The pathology of adult spinal deformity (ASD) includes various components such as malalignment of the sagittal plane, lower angle of lumbar lordosis, and pelvic retroversion [
1,
2]. The primary aim of surgery for ASD is to restore optimal patient-specific spino-pelvic-lower extremity alignment. Preservation of the lower lumbar and lumbar-sacral motion segments often results in implant failures, characterized by loosening or pullout of the pedicle screws, rod breakage, pseudarthrosis, or neurological deficits [
3,
4]. Therefore, extension of spine fusion to the sacrum represents a significant improvement of clinical outcomes and decreases major complications [
5]. Spino-pelvic fixation, stability, and correction of deformity have been reported with bilateral placement of single iliac screws [
6,
7]. Although a combination of this procedure was effective in protecting the sacral screws from failure and sacroiliac joint degeneration, sacro-pelvic fixation with bilateral S1 and bilateral single iliac screws for ASD was associated with breakage or back-out of iliac screws, screw loosening, rod breakage, or pseudarthrosis of L5–S1 within 5 years postoperatively [
8]. To overcome these complications, S2 alar iliac pelvic fixation has been developed and demonstrates better correction of pelvic obliquity with fewer complications [
2]. This technique should be performed under fluoroscopic guidance to place screws bilaterally, although it involves exposing patients and surgeons to radiation.

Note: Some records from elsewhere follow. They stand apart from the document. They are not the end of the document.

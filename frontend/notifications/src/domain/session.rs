use std::fmt;

/// Authenticated user within an active tenant. Every remote call carries it.
#[derive(Clone, PartialEq, Eq)]
pub struct Session {
    pub user_id: String,
    pub tenant_id: String,
    pub access_token: String,
}

impl Session {
    pub fn new(
        user_id: impl Into<String>,
        tenant_id: impl Into<String>,
        access_token: impl Into<String>,
    ) -> Self {
        Self {
            user_id: user_id.into(),
            tenant_id: tenant_id.into(),
            access_token: access_token.into(),
        }
    }

    /// Same user in the same tenant; the token may have been refreshed.
    pub fn same_scope(&self, other: &Session) -> bool {
        self.user_id == other.user_id && self.tenant_id == other.tenant_id
    }
}

// Keeps the bearer token out of logs.
impl fmt::Debug for Session {
    fn fmt(&self, f: &mut fmt::Formatter<'_>) -> fmt::Result {
        f.debug_struct("Session")
            .field("user_id", &self.user_id)
            .field("tenant_id", &self.tenant_id)
            .field("access_token", &"***")
            .finish()
    }
}

#[cfg(test)]
mod tests {
    use super::*;

    #[test]
    fn test_debug_hides_token() {
        let session = Session::new("u1", "t1", "secret-token");

        let debug = format!("{:?}", session);

        assert!(debug.contains("u1"));
        assert!(!debug.contains("secret-token"));
    }

    #[test]
    fn test_same_scope_ignores_token() {
        let a = Session::new("u1", "t1", "old");
        let b = Session::new("u1", "t1", "new");
        let c = Session::new("u1", "t2", "old");

        assert!(a.same_scope(&b));
        assert!(!a.same_scope(&c));
    }
}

Screw penetration of the iliac table and articular violation can occur. Previously, dual iliac screw fixation or a double-rod double iliac screw method were reported to provide rigid fixation in spino-pelvic reconstructions associated with destructive metastatic lesions at the lumbosacral junction, or in a case with a sacral tumor requiring total sacrectomy [
9]. Therefore, we have applied this method for ASD surgery using bilateral dual iliac screws as anchors in the ilium, and S1 screws to stabilize spino-pelvic fixation. The purpose of this study is to demonstrate the technique employing dual iliac screws and S1 pedicle screw fixation to fuse spino-pelvic lesions in ASD patients.